== Action item ==
Give back the data in full, with every line exact.

Collected data entries:
*****
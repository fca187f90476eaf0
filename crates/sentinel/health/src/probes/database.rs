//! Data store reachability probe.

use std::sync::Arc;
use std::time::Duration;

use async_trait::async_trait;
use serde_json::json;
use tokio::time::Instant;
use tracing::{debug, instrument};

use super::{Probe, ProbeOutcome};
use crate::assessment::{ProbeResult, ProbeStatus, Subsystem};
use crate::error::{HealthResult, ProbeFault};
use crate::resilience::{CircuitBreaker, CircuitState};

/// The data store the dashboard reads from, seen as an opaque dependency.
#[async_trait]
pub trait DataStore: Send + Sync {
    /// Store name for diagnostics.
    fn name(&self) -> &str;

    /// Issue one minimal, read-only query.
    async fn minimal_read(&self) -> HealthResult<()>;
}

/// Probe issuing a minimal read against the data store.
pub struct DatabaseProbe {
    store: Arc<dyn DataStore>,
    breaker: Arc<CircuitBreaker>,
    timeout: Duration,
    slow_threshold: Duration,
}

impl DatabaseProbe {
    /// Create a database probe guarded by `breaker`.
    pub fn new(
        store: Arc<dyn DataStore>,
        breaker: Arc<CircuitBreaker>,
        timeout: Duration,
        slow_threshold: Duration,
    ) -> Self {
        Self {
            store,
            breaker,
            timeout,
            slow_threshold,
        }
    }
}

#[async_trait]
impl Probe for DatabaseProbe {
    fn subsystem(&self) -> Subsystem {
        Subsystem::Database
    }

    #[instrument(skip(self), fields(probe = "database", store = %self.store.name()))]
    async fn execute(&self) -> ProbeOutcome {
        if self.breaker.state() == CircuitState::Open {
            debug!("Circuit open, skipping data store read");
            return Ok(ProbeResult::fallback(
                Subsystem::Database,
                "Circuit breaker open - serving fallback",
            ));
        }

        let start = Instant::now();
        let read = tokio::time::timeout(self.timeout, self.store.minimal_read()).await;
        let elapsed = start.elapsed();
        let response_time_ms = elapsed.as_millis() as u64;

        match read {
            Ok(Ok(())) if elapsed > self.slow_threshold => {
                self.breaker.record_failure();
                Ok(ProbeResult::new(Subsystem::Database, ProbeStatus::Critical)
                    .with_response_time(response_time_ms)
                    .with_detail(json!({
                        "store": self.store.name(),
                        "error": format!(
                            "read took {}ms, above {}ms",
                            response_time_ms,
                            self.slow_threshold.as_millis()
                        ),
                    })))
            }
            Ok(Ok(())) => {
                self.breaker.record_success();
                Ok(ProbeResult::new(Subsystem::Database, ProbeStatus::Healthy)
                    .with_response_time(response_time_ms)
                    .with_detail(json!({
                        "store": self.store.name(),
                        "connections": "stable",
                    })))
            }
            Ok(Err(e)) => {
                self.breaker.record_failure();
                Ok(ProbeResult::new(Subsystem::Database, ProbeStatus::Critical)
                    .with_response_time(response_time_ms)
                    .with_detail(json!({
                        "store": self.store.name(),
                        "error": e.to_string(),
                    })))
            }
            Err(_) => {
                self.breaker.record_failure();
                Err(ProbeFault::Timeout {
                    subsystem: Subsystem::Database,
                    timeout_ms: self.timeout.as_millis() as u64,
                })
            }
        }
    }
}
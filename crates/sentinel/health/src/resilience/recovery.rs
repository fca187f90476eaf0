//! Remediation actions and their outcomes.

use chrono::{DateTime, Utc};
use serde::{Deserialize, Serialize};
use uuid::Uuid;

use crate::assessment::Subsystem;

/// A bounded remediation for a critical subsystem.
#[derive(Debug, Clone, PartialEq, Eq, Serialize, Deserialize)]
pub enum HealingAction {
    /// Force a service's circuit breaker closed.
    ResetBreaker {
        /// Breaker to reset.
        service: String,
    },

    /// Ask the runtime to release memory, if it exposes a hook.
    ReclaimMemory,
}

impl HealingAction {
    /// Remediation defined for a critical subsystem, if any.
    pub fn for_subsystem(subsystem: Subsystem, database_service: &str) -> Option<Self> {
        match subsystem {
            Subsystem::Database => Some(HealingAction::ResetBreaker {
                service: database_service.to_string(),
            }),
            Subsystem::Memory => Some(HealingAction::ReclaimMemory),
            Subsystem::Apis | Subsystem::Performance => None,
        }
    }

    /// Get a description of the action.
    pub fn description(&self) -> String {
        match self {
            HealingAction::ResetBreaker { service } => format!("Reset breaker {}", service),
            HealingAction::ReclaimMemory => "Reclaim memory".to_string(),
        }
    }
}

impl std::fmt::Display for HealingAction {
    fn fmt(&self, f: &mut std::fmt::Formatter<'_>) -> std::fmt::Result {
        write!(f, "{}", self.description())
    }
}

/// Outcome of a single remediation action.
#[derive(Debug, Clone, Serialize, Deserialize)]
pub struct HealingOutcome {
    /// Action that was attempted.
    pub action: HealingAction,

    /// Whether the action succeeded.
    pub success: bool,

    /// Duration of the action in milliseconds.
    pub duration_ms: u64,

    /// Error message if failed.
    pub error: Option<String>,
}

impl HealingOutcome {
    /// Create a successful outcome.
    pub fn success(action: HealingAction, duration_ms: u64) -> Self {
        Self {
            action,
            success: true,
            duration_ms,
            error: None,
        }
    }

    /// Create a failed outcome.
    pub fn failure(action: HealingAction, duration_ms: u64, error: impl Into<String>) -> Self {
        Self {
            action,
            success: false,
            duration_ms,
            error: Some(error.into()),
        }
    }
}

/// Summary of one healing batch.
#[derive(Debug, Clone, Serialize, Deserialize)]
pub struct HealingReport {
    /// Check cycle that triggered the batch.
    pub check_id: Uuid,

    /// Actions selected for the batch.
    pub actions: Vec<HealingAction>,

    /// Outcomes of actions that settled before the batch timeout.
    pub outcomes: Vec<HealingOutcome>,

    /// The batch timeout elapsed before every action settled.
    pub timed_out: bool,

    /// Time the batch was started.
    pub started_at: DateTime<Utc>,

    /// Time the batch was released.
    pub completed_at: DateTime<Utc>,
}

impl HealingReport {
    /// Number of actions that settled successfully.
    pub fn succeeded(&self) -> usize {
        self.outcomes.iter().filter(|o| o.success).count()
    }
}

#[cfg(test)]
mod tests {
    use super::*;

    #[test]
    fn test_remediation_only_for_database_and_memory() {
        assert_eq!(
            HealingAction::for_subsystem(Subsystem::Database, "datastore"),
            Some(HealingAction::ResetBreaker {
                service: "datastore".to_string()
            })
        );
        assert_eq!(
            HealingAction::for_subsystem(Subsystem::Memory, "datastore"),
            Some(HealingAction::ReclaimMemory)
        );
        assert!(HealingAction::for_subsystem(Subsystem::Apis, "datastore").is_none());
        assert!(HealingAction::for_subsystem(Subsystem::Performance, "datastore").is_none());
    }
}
*****
== Answer to this problem ==
repository fca187f90476eaf0
filename crates/sentinel/health/src/probes/database.rs
//! Data store reachability probe.

use std::sync::Arc;
use std::time::Duration;

use async_trait::async_trait;
use serde_json::json;
use tokio::time::Instant;
use tracing::{debug, instrument};

use super::{Probe, ProbeOutcome};
use crate::assessment::{ProbeResult, ProbeStatus, Subsystem};
use crate::error::{HealthResult, ProbeFault};
use crate::resilience::{CircuitBreaker, CircuitState};

/// The data store the dashboard reads from, seen as an opaque dependency.
#[async_trait]
pub trait DataStore: Send + Sync {
    /// Store name for diagnostics.
    fn name(&self) -> &str;

    /// Issue one minimal, read-only query.
    async fn minimal_read(&self) -> HealthResult<()>;
}

/// Probe issuing a minimal read against the data store.
pub struct DatabaseProbe {
    store: Arc<dyn DataStore>,
    breaker: Arc<CircuitBreaker>,
    timeout: Duration,
    slow_threshold: Duration,
}

impl DatabaseProbe {
    /// Create a database probe guarded by `breaker`.
    pub fn new(
        store: Arc<dyn DataStore>,
        breaker: Arc<CircuitBreaker>,
        timeout: Duration,
        slow_threshold: Duration,
    ) -> Self {
        Self {
            store,
            breaker,
            timeout,
            slow_threshold,
        }
    }
}

#[async_trait]
impl Probe for DatabaseProbe {
    fn subsystem(&self) -> Subsystem {
        Subsystem::Database
    }

    #[instrument(skip(self), fields(probe = "database", store = %self.store.name()))]
    async fn execute(&self) -> ProbeOutcome {
        if self.breaker.state() == CircuitState::Open {
            debug!("Circuit open, skipping data store read");
            return Ok(ProbeResult::fallback(
                Subsystem::Database,
                "Circuit breaker open - serving fallback",
            ));
        }

        let start = Instant::now();
        let read = tokio::time::timeout(self.timeout, self.store.minimal_read()).await;
        let elapsed = start.elapsed();
        let response_time_ms = elapsed.as_millis() as u64;

        match read {
            Ok(Ok(())) if elapsed > self.slow_threshold => {
                self.breaker.record_failure();
                Ok(ProbeResult::new(Subsystem::Database, ProbeStatus::Critical)
                    .with_response_time(response_time_ms)
                    .with_detail(json!({
                        "store": self.store.name(),
                        "error": format!(
                            "read took {}ms, above {}ms",
                            response_time_ms,
                            self.slow_threshold.as_millis()
                        ),
                    })))
            }
            Ok(Ok(())) => {
                self.breaker.record_success();
                Ok(ProbeResult::new(Subsystem::Database, ProbeStatus::Healthy)
                    .with_response_time(response_time_ms)
                    .with_detail(json!({
                        "store": self.store.name(),
                        "connections": "stable",
                    })))
            }
            Ok(Err(e)) => {
                self.breaker.record_failure();
                Ok(ProbeResult::new(Subsystem::Database, ProbeStatus::Critical)
                    .with_response_time(response_time_ms)
                    .with_detail(json!({
                        "store": self.store.name(),
                        "error": e.to_string(),
                    })))
            }
            Err(_) => {
                self.breaker.record_failure();
                Err(ProbeFault::Timeout {
                    subsystem: Subsystem::Database,
                    timeout_ms: self.timeout.as_millis() as u64,
                })
            }
        }
    }
}
filename crates/sentinel/health/src/resilience/recovery.rs
repository fca187f90476eaf0
//! Remediation actions and their outcomes.

use chrono::{DateTime, Utc};
use serde::{Deserialize, Serialize};
use uuid::Uuid;

use crate::assessment::Subsystem;

/// A bounded remediation for a critical subsystem.
#[derive(Debug, Clone, PartialEq, Eq, Serialize, Deserialize)]
pub enum HealingAction {
    /// Force a service's circuit breaker closed.
    ResetBreaker {
        /// Breaker to reset.
        service: String,
    },

    /// Ask the runtime to release memory, if it exposes a hook.
    ReclaimMemory,
}

impl HealingAction {
    /// Remediation defined for a critical subsystem, if any.
    pub fn for_subsystem(subsystem: Subsystem, database_service: &str) -> Option<Self> {
        match subsystem {
            Subsystem::Database => Some(HealingAction::ResetBreaker {
                service: database_service.to_string(),
            }),
            Subsystem::Memory => Some(HealingAction::ReclaimMemory),
            Subsystem::Apis | Subsystem::Performance => None,
        }
    }

    /// Get a description of the action.
    pub fn description(&self) -> String {
        match self {
            HealingAction::ResetBreaker { service } => format!("Reset breaker {}", service),
            HealingAction::ReclaimMemory => "Reclaim memory".to_string(),
        }
    }
}

impl std::fmt::Display for HealingAction {
    fn fmt(&self, f: &mut std::fmt::Formatter<'_>) -> std::fmt::Result {
        write!(f, "{}", self.description())
    }
}

/// Outcome of a single remediation action.
#[derive(Debug, Clone, Serialize, Deserialize)]
pub struct HealingOutcome {
    /// Action that was attempted.
    pub action: HealingAction,

    /// Whether the action succeeded.
    pub success: bool,

    /// Duration of the action in milliseconds.
    pub duration_ms: u64,

    /// Error message if failed.
    pub error: Option<String>,
}

impl HealingOutcome {
    /// Create a successful outcome.
    pub fn success(action: HealingAction, duration_ms: u64) -> Self {
        Self {
            action,
            success: true,
            duration_ms,
            error: None,
        }
    }

    /// Create a failed outcome.
    pub fn failure(action: HealingAction, duration_ms: u64, error: impl Into<String>) -> Self {
        Self {
            action,
            success: false,
            duration_ms,
            error: Some(error.into()),
        }
    }
}

/// Summary of one healing batch.
#[derive(Debug, Clone, Serialize, Deserialize)]
pub struct HealingReport {
    /// Check cycle that triggered the batch.
    pub check_id: Uuid,

    /// Actions selected for the batch.
    pub actions: Vec<HealingAction>,

    /// Outcomes of actions that settled before the batch timeout.
    pub outcomes: Vec<HealingOutcome>,

    /// The batch timeout elapsed before every action settled.
    pub timed_out: bool,

    /// Time the batch was started.
    pub started_at: DateTime<Utc>,

    /// Time the batch was released.
    pub completed_at: DateTime<Utc>,
}

impl HealingReport {
    /// Number of actions that settled successfully.
    pub fn succeeded(&self) -> usize {
        self.outcomes.iter().filter(|o| o.success).count()
    }
}

#[cfg(test)]
mod tests {
    use super::*;

    #[test]
    fn test_remediation_only_for_database_and_memory() {
        assert_eq!(
            HealingAction::for_subsystem(Subsystem::Database, "datastore"),
            Some(HealingAction::ResetBreaker {
                service: "datastore".to_string()
            })
        );
        assert_eq!(
            HealingAction::for_subsystem(Subsystem::Memory, "datastore"),
            Some(HealingAction::ReclaimMemory)
        );
        assert!(HealingAction::for_subsystem(Subsystem::Apis, "datastore").is_none());
        assert!(HealingAction::for_subsystem(Subsystem::Performance, "datastore").is_none());
    }
}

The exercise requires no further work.